30 Aralık 2013 Pazartesi

Kısa ve Öz...



Güzel anılar biriktireceğiniz bir yıl olması dileğiyle yeni yılınız kutlu olsun dostlar...

Sevgiyle, sağlıkla, mutlulukla...

3 Aralık 2013 Salı

Kuzumuz Bugün 3 Yaşında...Yağız Kartal

 Doğum günün kutlu olsun kuzum...


Başarı, mutluluk, huzur, şans hep yanıbaşında olsun...



Sağlıkla geçireceğin uzun ve hayırlı bir ömrün olsun...

14 Ekim 2013 Pazartesi

28 Eylül 2013 Cumartesi

Pelin Kuzum...


 
Doğum günün kutlu olsun...Bütün hayatın boyunca;
Sağlıklı ol,
Mutlu ol,
Huzurlu ol,
Sevdiklerinle ol,
Güzelliklerle ol,
İyilerle ol,
İyilik içinde ol,
Paralı ol,
Sevgi ile ol,
sevgi içinde ol...
 
 
 
 
 
Rabbim sana güzel, hayırlı ve uzun bir ömür nasip etsin inşaAllah...
Seni seviyor ve sımsı(cak)kı sarılıyorum...
 
 

7 Temmuz 2013 Pazar

Yine Mevsimler Dönecek...


"Yine yapraklar düşecek,
Giden gençliğimiz geri gelmeyecek..."

Akıp gidiyor dedik, su misali dedik, ne vakit geçti bu yıllar dedik...Dedik de dedik...

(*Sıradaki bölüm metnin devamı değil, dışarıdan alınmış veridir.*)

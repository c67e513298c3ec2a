//! Color value types and BGR to HSV conversion.
//!
//! Segmentation happens in hue/saturation/value space because color
//! similarity is easier to threshold there than in raw channel space.
//! The 8-bit convention used throughout is H in [0, 179] (degrees halved)
//! and S, V in [0, 255], matching the ranges the tracked-color
//! configuration is expressed in.

use crate::{BgrImage, HsvImage};
use ndarray::Array3;
use serde::{Deserialize, Serialize};

/// Color painted on the canvas for one tracked object, in B,G,R order.
#[derive(Debug, Clone, Copy, PartialEq, Eq, Serialize, Deserialize)]
pub struct PaintColor {
    pub b: u8,
    pub g: u8,
    pub r: u8,
}

impl PaintColor {
    pub fn new(b: u8, g: u8, r: u8) -> Self {
        Self { b, g, r }
    }

    /// Channel values in storage order
    pub fn as_bgr(&self) -> [u8; 3] {
        [self.b, self.g, self.r]
    }
}

/// Inclusive lower/upper bounds over (hue, saturation, value).
///
/// A sample matches when every channel lies within its closed interval.
/// A degenerate range (lower above upper on any channel) matches nothing,
/// which is valid configuration, not an error.
#[derive(Debug, Clone, Copy, PartialEq, Eq, Serialize, Deserialize)]
pub struct HsvRange {
    /// Lower (hue, saturation, value) bound; hue in [0, 179]
    pub lower: [u8; 3],
    /// Upper (hue, saturation, value) bound; hue in [0, 179]
    pub upper: [u8; 3],
}

impl HsvRange {
    pub fn new(lower: [u8; 3], upper: [u8; 3]) -> Self {
        Self { lower, upper }
    }

    /// Range covering the entire HSV domain
    pub fn full() -> Self {
        Self {
            lower: [0, 0, 0],
            upper: [179, 255, 255],
        }
    }

    /// Inclusive membership test for one HSV sample
    pub fn contains(&self, h: u8, s: u8, v: u8) -> bool {
        h >= self.lower[0]
            && h <= self.upper[0]
            && s >= self.lower[1]
            && s <= self.upper[1]
            && v >= self.lower[2]
            && v <= self.upper[2]
    }
}

/// Convert a single BGR sample to (h, s, v) bytes.
///
/// Hue is degrees halved into [0, 179]; an achromatic sample (zero delta)
/// reports hue 0.
pub fn bgr_to_hsv_pixel(b: u8, g: u8, r: u8) -> (u8, u8, u8) {
    let bf = b as f32;
    let gf = g as f32;
    let rf = r as f32;

    let max = rf.max(gf).max(bf);
    let min = rf.min(gf).min(bf);
    let delta = max - min;

    let h_deg = if delta == 0.0 {
        0.0
    } else if max == rf {
        let h = 60.0 * (gf - bf) / delta;
        if h < 0.0 {
            h + 360.0
        } else {
            h
        }
    } else if max == gf {
        120.0 + 60.0 * (bf - rf) / delta
    } else {
        240.0 + 60.0 * (rf - gf) / delta
    };

    let s = if max == 0.0 { 0.0 } else { 255.0 * delta / max };

    // hue is circular: rounding just under 360 degrees halves to 180,
    // which wraps back to 0
    let h = (h_deg / 2.0).round() as u16 % 180;
    (h as u8, s.round() as u8, max as u8)
}

/// Convert a BGR frame into its HSV representation.
///
/// Output shape matches the input; planes are (H, S, V) per pixel.
pub fn bgr_to_hsv(frame: &BgrImage) -> HsvImage {
    let (rows, cols, _) = frame.dim();
    let mut hsv = Array3::zeros((rows, cols, 3));

    for i in 0..rows {
        for j in 0..cols {
            let (h, s, v) =
                bgr_to_hsv_pixel(frame[[i, j, 0]], frame[[i, j, 1]], frame[[i, j, 2]]);
            hsv[[i, j, 0]] = h;
            hsv[[i, j, 1]] = s;
            hsv[[i, j, 2]] = v;
        }
    }

    hsv
}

Hesap ortada işte; giden gençliğe +1 eklerken, kalan ömürden -1'i düşüyor, bugün benim doğum günüm diye yine bas bas bağırıyorum :)




Hepimizin sağlıkla, mutlulukla ve huzurla geçireceği nice güzel yılları olsun inşaAllah...

19 Mayıs 2013 Pazar

Sizler, yani Yeni Türkiye'nin Genç Evlatları !

Yorulsanız dahi beni takip edeceksiniz...Dinlenmemek üzere yürümeye karar verenler, asla ve asla yorulmazlar. Türk Gençliği gayeye, bizim yüksek idealimize durmadan, yorulmadan yürüyecektir.
Mustafa Kemal ATATÜRK


12 Mayıs 2013 Pazar

Ancak Bu Kadar Güzel Tanımlanabilirdi...

Herkesin yerini alabilen, ama onun yerini kimsenin alamayacağı kişiye ANNE denir...


Başta kendi annem olmak üzere tüm annelerin, anne adaylarının, anne olmak isteyenlerin, anne gibi olan, anne gibi hisseden herkesin bu özel ve güzel gününü kutluyorum...

5 Mayıs 2013 Pazar

Kuzumuz Bugün 4 Yaşında...

(fotoğraf 3.doğum gününden)

Evet, bu kuzu delikanlı olma yolunda hızla ilerliyor...Ev taşıma işimi halledebilmiş olsaydım bu doğum gününün burada, benim yanımda kutlanmasını çok istiyordum ama bu sene için kısmet değilmiş demekki...Gerçi Haziran ayında hep birlikte buraya geleceklerine göre olsun bir de burada kutlarız. Hatta bize verilen en güzel, en kıymetli hediye olarak ailemize gelen bu harika varlık için tüm sene boyunca bile bunu yapabiliriz :)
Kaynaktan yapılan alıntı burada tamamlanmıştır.